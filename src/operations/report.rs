use std::fmt::Write;

use crate::format::{format_currency, render_bar};
use crate::ledger::{Ledger, BAR_UNIT};
use crate::models::transaction::Transaction;
use crate::storage::codec::LoadReport;

#[derive(Debug, Clone, Copy, PartialEq, Eq, Default, clap::ValueEnum)]
pub enum SortKey {
    /// Order the records were added in
    #[default]
    Insertion,
    Date,
    Amount,
    Category,
}

pub fn sorted_transactions(ledger: &Ledger, key: SortKey) -> Vec<Transaction> {
    match key {
        SortKey::Insertion => ledger.transactions().to_vec(),
        SortKey::Date => ledger.sorted_by_date(),
        SortKey::Amount => ledger.sorted_by_amount(),
        SortKey::Category => ledger.sorted_by_category(),
    }
}

pub fn render_summary(ledger: &Ledger, currency_symbol: &str) -> String {
    let rows = [
        ("Total income", format_currency(ledger.total_income(), currency_symbol)),
        ("Total expenses", format_currency(ledger.total_expenses(), currency_symbol)),
        ("Net savings", format_currency(ledger.net_savings(), currency_symbol)),
        ("Most spent category", ledger.most_spent_category()),
    ];

    let mut out = String::new();
    for (label, value) in rows {
        let _ = writeln!(out, "{:<20} {}", format!("{}:", label), value);
    }
    out
}

pub fn render_transactions(transactions: &[Transaction], currency_symbol: &str) -> String {
    if transactions.is_empty() {
        return "No transactions.\n".to_string();
    }
    let mut out = String::new();
    for transaction in transactions {
        let _ = writeln!(out, "{}", transaction.display_with(currency_symbol));
    }
    out
}

pub fn render_category_spending(ledger: &Ledger, currency_symbol: &str) -> String {
    let spending = ledger.category_spending();
    if spending.is_empty() {
        return "No expenses recorded.\n".to_string();
    }
    let width = category_width(spending.keys());
    let mut out = String::new();
    for (category, amount) in &spending {
        let _ = writeln!(
            out,
            "{:width$}  {:>14}",
            category,
            format_currency(*amount, currency_symbol),
            width = width
        );
    }
    out
}

/// One `#` per [`BAR_UNIT`] spent in each category.
pub fn render_graph(ledger: &Ledger) -> String {
    let graph = ledger.text_graph();
    if graph.is_empty() {
        return "No expenses recorded.\n".to_string();
    }
    let width = category_width(graph.iter().map(|(category, _)| category));
    let mut out = String::new();
    for (category, length) in &graph {
        let _ = writeln!(out, "{:width$} | {}", category, render_bar(*length), width = width);
    }
    let _ = writeln!(out, "(each # = {} spent)", BAR_UNIT);
    out
}

/// Human-readable notes about a load, one per line. Empty for a clean load
/// of an existing source.
pub fn render_load_report(report: &LoadReport) -> String {
    let mut out = String::new();
    if report.source_missing {
        out.push_str("No ledger file found, starting with an empty ledger.\n");
        return out;
    }
    for skipped in &report.skipped {
        let _ = writeln!(
            out,
            "Skipped line {}: {} ({})",
            skipped.line, skipped.content, skipped.error
        );
    }
    if !report.is_clean() {
        let _ = writeln!(
            out,
            "Loaded {} transactions, skipped {} malformed lines.",
            report.loaded,
            report.skipped_count()
        );
    }
    out
}

fn category_width<'a>(categories: impl Iterator<Item = &'a String>) -> usize {
    categories.map(|c| c.chars().count()).max().unwrap_or(0)
}

#[cfg(test)]
mod tests {
    use super::*;
    use crate::errors::ParseError;
    use crate::storage::codec::SkippedLine;
    use chrono::NaiveDate;
    use rust_decimal::Decimal;

    fn scenario_ledger() -> Ledger {
        let mut ledger = Ledger::new();
        let day = |d| NaiveDate::from_ymd_opt(2024, 1, d).unwrap();
        ledger.add(Transaction::create("Salary", Decimal::from(1000), "Income", "Job", day(1)).unwrap());
        ledger.add(Transaction::create("Rent", Decimal::from(300), "Expense", "Housing", day(2)).unwrap());
        ledger.add(Transaction::create("Food", Decimal::from(50), "Expense", "Food", day(3)).unwrap());
        ledger
    }

    #[test]
    fn test_render_summary() {
        let summary = render_summary(&scenario_ledger(), "$");
        assert!(summary.contains("Total income:        $1,000.00"));
        assert!(summary.contains("Total expenses:      $350.00"));
        assert!(summary.contains("Net savings:         $650.00"));
        assert!(summary.contains("Most spent category: Housing"));
    }

    #[test]
    fn test_render_summary_empty_ledger() {
        let summary = render_summary(&Ledger::new(), "$");
        assert!(summary.contains("Most spent category: N/A"));
        assert!(summary.contains("Net savings:         $0.00"));
    }

    #[test]
    fn test_render_graph() {
        let graph = render_graph(&scenario_ledger());
        let lines: Vec<&str> = graph.lines().collect();
        assert_eq!(lines[0], "Food    | #####");
        assert_eq!(lines[1], format!("Housing | {}", "#".repeat(30)));
        assert_eq!(lines[2], "(each # = 10 spent)");
    }

    #[test]
    fn test_render_graph_no_expenses() {
        assert_eq!(render_graph(&Ledger::new()), "No expenses recorded.\n");
    }

    #[test]
    fn test_render_category_spending() {
        let table = render_category_spending(&scenario_ledger(), "$");
        let lines: Vec<&str> = table.lines().collect();
        assert_eq!(lines.len(), 2);
        assert!(lines[0].starts_with("Food"));
        assert!(lines[0].ends_with("$50.00"));
        assert!(lines[1].starts_with("Housing"));
        assert!(lines[1].ends_with("$300.00"));
    }

    #[test]
    fn test_sorted_transactions_by_key() {
        let ledger = scenario_ledger();
        let by_amount = sorted_transactions(&ledger, SortKey::Amount);
        assert_eq!(by_amount[0].description(), "Salary");
        assert_eq!(by_amount[2].description(), "Food");

        let by_category = sorted_transactions(&ledger, SortKey::Category);
        assert_eq!(by_category[0].category(), "Food");

        let insertion = sorted_transactions(&ledger, SortKey::Insertion);
        assert_eq!(insertion, ledger.transactions().to_vec());
    }

    #[test]
    fn test_render_transactions() {
        let ledger = scenario_ledger();
        let listing = render_transactions(ledger.transactions(), "$");
        assert_eq!(listing.lines().count(), 3);
        assert!(listing.starts_with("2024-01-01 | Income | Job | Salary | $1,000.00"));
        assert_eq!(render_transactions(&[], "$"), "No transactions.\n");
    }

    #[test]
    fn test_render_load_report() {
        assert_eq!(render_load_report(&LoadReport::default()), "");
        assert!(render_load_report(&LoadReport::missing()).contains("No ledger file found"));

        let report = LoadReport {
            loaded: 1,
            skipped: vec![SkippedLine {
                line: 2,
                content: "a,b,c".to_string(),
                error: ParseError::FieldCount { expected: 5, found: 3 },
            }],
            source_missing: false,
        };
        let text = render_load_report(&report);
        assert!(text.contains("Skipped line 2: a,b,c (expected 5 fields separated by commas but got 3)"));
        assert!(text.contains("Loaded 1 transactions, skipped 1 malformed lines."));
    }
}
________________________________________
#### [TASK DIRECTIONS]
Return all entries exactly.

#### [RESPONSE FOR THIS EXERCISE]
filename src/operations/report.rs
use std::fmt::Write;

use crate::format::{format_currency, render_bar};
use crate::ledger::{Ledger, BAR_UNIT};
use crate::models::transaction::Transaction;
use crate::storage::codec::LoadReport;

#[derive(Debug, Clone, Copy, PartialEq, Eq, Default, clap::ValueEnum)]
pub enum SortKey {
    /// Order the records were added in
    #[default]
    Insertion,
    Date,
    Amount,
    Category,
}

pub fn sorted_transactions(ledger: &Ledger, key: SortKey) -> Vec<Transaction> {
    match key {
        SortKey::Insertion => ledger.transactions().to_vec(),
        SortKey::Date => ledger.sorted_by_date(),
        SortKey::Amount => ledger.sorted_by_amount(),
        SortKey::Category => ledger.sorted_by_category(),
    }
}

pub fn render_summary(ledger: &Ledger, currency_symbol: &str) -> String {
    let rows = [
        ("Total income", format_currency(ledger.total_income(), currency_symbol)),
        ("Total expenses", format_currency(ledger.total_expenses(), currency_symbol)),
        ("Net savings", format_currency(ledger.net_savings(), currency_symbol)),
        ("Most spent category", ledger.most_spent_category()),
    ];

    let mut out = String::new();
    for (label, value) in rows {
        let _ = writeln!(out, "{:<20} {}", format!("{}:", label), value);
    }
    out
}

pub fn render_transactions(transactions: &[Transaction], currency_symbol: &str) -> String {
    if transactions.is_empty() {
        return "No transactions.\n".to_string();
    }
    let mut out = String::new();
    for transaction in transactions {
        let _ = writeln!(out, "{}", transaction.display_with(currency_symbol));
    }
    out
}

pub fn render_category_spending(ledger: &Ledger, currency_symbol: &str) -> String {
    let spending = ledger.category_spending();
    if spending.is_empty() {
        return "No expenses recorded.\n".to_string();
    }
    let width = category_width(spending.keys());
    let mut out = String::new();
    for (category, amount) in &spending {
        let _ = writeln!(
            out,
            "{:width$}  {:>14}",
            category,
            format_currency(*amount, currency_symbol),
            width = width
        );
    }
    out
}

/// One `#` per [`BAR_UNIT`] spent in each category.
pub fn render_graph(ledger: &Ledger) -> String {
    let graph = ledger.text_graph();
    if graph.is_empty() {
        return "No expenses recorded.\n".to_string();
    }
    let width = category_width(graph.iter().map(|(category, _)| category));
    let mut out = String::new();
    for (category, length) in &graph {
        let _ = writeln!(out, "{:width$} | {}", category, render_bar(*length), width = width);
    }
    let _ = writeln!(out, "(each # = {} spent)", BAR_UNIT);
    out
}

/// Human-readable notes about a load, one per line. Empty for a clean load
/// of an existing source.
pub fn render_load_report(report: &LoadReport) -> String {
    let mut out = String::new();
    if report.source_missing {
        out.push_str("No ledger file found, starting with an empty ledger.\n");
        return out;
    }
    for skipped in &report.skipped {
        let _ = writeln!(
            out,
            "Skipped line {}: {} ({})",
            skipped.line, skipped.content, skipped.error
        );
    }
    if !report.is_clean() {
        let _ = writeln!(
            out,
            "Loaded {} transactions, skipped {} malformed lines.",
            report.loaded,
            report.skipped_count()
        );
    }
    out
}

fn category_width<'a>(categories: impl Iterator<Item = &'a String>) -> usize {
    categories.map(|c| c.chars().count()).max().unwrap_or(0)
}

#[cfg(test)]
mod tests {
    use super::*;
    use crate::errors::ParseError;
    use crate::storage::codec::SkippedLine;
    use chrono::NaiveDate;
    use rust_decimal::Decimal;

    fn scenario_ledger() -> Ledger {
        let mut ledger = Ledger::new();
        let day = |d| NaiveDate::from_ymd_opt(2024, 1, d).unwrap();
        ledger.add(Transaction::create("Salary", Decimal::from(1000), "Income", "Job", day(1)).unwrap());
        ledger.add(Transaction::create("Rent", Decimal::from(300), "Expense", "Housing", day(2)).unwrap());
        ledger.add(Transaction::create("Food", Decimal::from(50), "Expense", "Food", day(3)).unwrap());
        ledger
    }

    #[test]
    fn test_render_summary() {
        let summary = render_summary(&scenario_ledger(), "$");
        assert!(summary.contains("Total income:        $1,000.00"));
        assert!(summary.contains("Total expenses:      $350.00"));
        assert!(summary.contains("Net savings:         $650.00"));
        assert!(summary.contains("Most spent category: Housing"));
    }

    #[test]
    fn test_render_summary_empty_ledger() {
        let summary = render_summary(&Ledger::new(), "$");
        assert!(summary.contains("Most spent category: N/A"));
        assert!(summary.contains("Net savings:         $0.00"));
    }

    #[test]
    fn test_render_graph() {
        let graph = render_graph(&scenario_ledger());
        let lines: Vec<&str> = graph.lines().collect();
        assert_eq!(lines[0], "Food    | #####");
        assert_eq!(lines[1], format!("Housing | {}", "#".repeat(30)));
        assert_eq!(lines[2], "(each # = 10 spent)");
    }

    #[test]
    fn test_render_graph_no_expenses() {
        assert_eq!(render_graph(&Ledger::new()), "No expenses recorded.\n");
    }

    #[test]
    fn test_render_category_spending() {
        let table = render_category_spending(&scenario_ledger(), "$");
        let lines: Vec<&str> = table.lines().collect();
        assert_eq!(lines.len(), 2);
        assert!(lines[0].starts_with("Food"));
        assert!(lines[0].ends_with("$50.00"));
        assert!(lines[1].starts_with("Housing"));
        assert!(lines[1].ends_with("$300.00"));
    }

    #[test]
    fn test_sorted_transactions_by_key() {
        let ledger = scenario_ledger();
        let by_amount = sorted_transactions(&ledger, SortKey::Amount);
        assert_eq!(by_amount[0].description(), "Salary");
        assert_eq!(by_amount[2].description(), "Food");

        let by_category = sorted_transactions(&ledger, SortKey::Category);
        assert_eq!(by_category[0].category(), "Food");

        let insertion = sorted_transactions(&ledger, SortKey::Insertion);
        assert_eq!(insertion, ledger.transactions().to_vec());
    }

    #[test]
    fn test_render_transactions() {
        let ledger = scenario_ledger();
        let listing = render_transactions(ledger.transactions(), "$");
        assert_eq!(listing.lines().count(), 3);
        assert!(listing.starts_with("2024-01-01 | Income | Job | Salary | $1,000.00"));
        assert_eq!(render_transactions(&[], "$"), "No transactions.\n");
    }

    #[test]
    fn test_render_load_report() {
        assert_eq!(render_load_report(&LoadReport::default()), "");
        assert!(render_load_report(&LoadReport::missing()).contains("No ledger file found"));

        let report = LoadReport {
            loaded: 1,
            skipped: vec![SkippedLine {
                line: 2,
                content: "a,b,c".to_string(),
                error: ParseError::FieldCount { expected: 5, found: 3 },
            }],
            source_missing: false,
        };
        let text = render_load_report(&report);
        assert!(text.contains("Skipped line 2: a,b,c (expected 5 fields separated by commas but got 3)"));
        assert!(text.contains("Loaded 1 transactions, skipped 1 malformed lines."));
    }
}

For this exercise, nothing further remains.